A constructive treatment of the situation in Sudan and the available options for the United States.

Tuesday, December 27, 2005

The Economist: Studies in Poverty

RCP: Corrupting the Budget

Saturday, December 24, 2005

Washington Post: Twelve Days of Heart Ache

This is truly agonizing. As American citizens responsible for the condition of out nation and her people, we must take responsibility for this and take action to make a better future in the schools in our capital and across the nation.

Why do some schools suffer demoralizing conditions while others produce the bulk of Ivy League scholars?HERE is why.

Tuesday, December 20, 2005

Huffington Post: Pretzel Time Apologetics

Interesting take by Marty Kaplan on the response by conservative apologists in response to this latest revelation.

So far I have really only read what journalists have been saying about the legality of the domestic surveillance authorization. I am looking forward to reading what some legal scholars have to say.

Washington Post: All He Had To Do Was Ask

George F. Will gives a concise treatment of the legal inconsistency in the consititutional claim regarding executive war powers being used as a justification of the controversial NSA domestic surveillance authorization.

Saturday, December 17, 2005

A Clear Executive Philosophy

NY Times: Power of the Executive
KR: Presidential Intelligence
via Moderate Voters
Washington Monthly: NSA Authorization

Vice-President Cheney, widely acknowledged as a guiding force in the Bush White House, has made well known his views on presidential authority. Apparently Cheney remembers fondly a time when he first came to Washington when the President could conduct secret wars and use the national intelligence services as he wished.

Beginning in late 2001 and continuing, arguably, until the present, Congress has allowed President Bush and his team to stray further from historical precedent and Constitutional provision that makes Congress responsible for committing the nation to war and having an unfettered role in ensuring its effective conduct. Ever since the Gulf of Tonkin Resolution America has been in need of a Congress willing to be the leading branch of government and a federal executive who respected his office enough to let them. In the past four years the Bush team has practiced a governing style intended to empower the President, incorrectly assuming, among other things, that he could best win a war with Congress serving only as a mechanism to provide funding and legitimacy (and not meaningful oversight). This approach to governance has progressed so far as to produce another piece of horrible press, a genuine threat to the protection of civil liberties, and perhaps another legal battle from an administration whose armor now seems to be in as short supply as that of many American soldiers.

Saturday, December 10, 2005

Reason: A Fatal Case of Empathy

Brendan O'Neill, an editor from spiked-online in the UK, presents a fresh reasoning of the problems with western approaches to the war in Iraq, especially the pathological domestic infighting between the left and right. O'Neill concludes that our inability to agree on a characterization of the infamous and amorphous insurgency stems from a common failure to recognize the fundamental link between the coalition allies.
This insurgency is best understood, not as a band of freedom fighters or evil incarnate, but as a movement with an intuitive grasp of the West's fearful psychology.
The analysis in this piece rings true for me in the same way that William Raspberry recognizes a "keen insight to a difficult problem": I knew it all the time, I just never articulated it.

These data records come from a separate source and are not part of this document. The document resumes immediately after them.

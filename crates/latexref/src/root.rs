//
// root.rs
//
// Project root discovery for a LaTeX document
//

use std::path::{Path, PathBuf};

/// The directory that bounds recursive file discovery for a session.
#[derive(Debug, Clone, PartialEq, Eq)]
pub struct ProjectRoot {
    /// Root directory, or the document itself when no marker was found
    pub path: PathBuf,
    /// False when resolution reached the filesystem boundary without a marker
    pub found: bool,
}

impl ProjectRoot {
    /// Directory to walk and whether to descend into subdirectories.
    ///
    /// A fallback root points at the document file, so only the files next to
    /// it are in scope.
    pub fn scan_scope(&self) -> (PathBuf, bool) {
        if self.found {
            return (self.path.clone(), true);
        }
        let dir = match self.path.parent() {
            Some(p) if !p.as_os_str().is_empty() => p.to_path_buf(),
            _ => PathBuf::from("."),
        };
        (dir, false)
    }
}

/// Find the project root for `document`.
///
/// Walks upward from the directory containing `document` and stops at the
/// first directory holding an entry whose name ends with `marker_suffix`.
/// When the filesystem root is reached without a match, the document's own
/// path becomes the root and a warning is logged; this never fails.
pub fn resolve_root(document: &Path, marker_suffix: &str) -> ProjectRoot {
    let mut current = match document.parent() {
        Some(p) if !p.as_os_str().is_empty() => p.to_path_buf(),
        _ => PathBuf::from("."),
    };

    loop {
        if dir_has_marker(&current, marker_suffix) {
            log::info!("Project root found at {}", current.display());
            return ProjectRoot {
                path: current,
                found: true,
            };
        }

        match current.parent() {
            Some(parent) if !parent.as_os_str().is_empty() && parent != current => {
                current = parent.to_path_buf();
            }
            _ => break,
        }
    }

    log::warn!(
        "Project root not found for {} (no *{} on any ancestor); indexing next to the document only",
        document.display(),
        marker_suffix
    );
    ProjectRoot {
        path: document.to_path_buf(),
        found: false,
    }
}

fn dir_has_marker(dir: &Path, marker_suffix: &str) -> bool {
    let entries = match std::fs::read_dir(dir) {
        Ok(entries) => entries,
        Err(e) => {
            log::debug!("Cannot list {}: {}", dir.display(), e);
            return false;
        }
    };
    entries
        .flatten()
        .any(|entry| entry.file_name().to_string_lossy().ends_with(marker_suffix))
}
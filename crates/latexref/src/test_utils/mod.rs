// test_utils: shared helpers for unit tests and downstream test crates.

pub mod fixture_project;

Please check out this piece regardless of your take on the war or the war debate. It has much more to say on those subject than I wish to attempt.

However, I will say briefly that the observation that the enemies in the "Global War On Terror" have chosen their tactics so carefully, appealing directly to western popular consciousness, should give us pause to consider if our tactics, sending our military in limited force to refashion uncooperative or hostile states, is the really the best option at our disposal.

Tuesday, December 06, 2005

Bull Moose: The Trials of Delay

This post signals the return of Exile after a brief vacation. To start off, here is a piece of light fare from Bull Moose giving a brief explanation of the significance, or lack thereof, in the dismissal of the conspiracy charge brought against Rep. Tom Delay (R-TX).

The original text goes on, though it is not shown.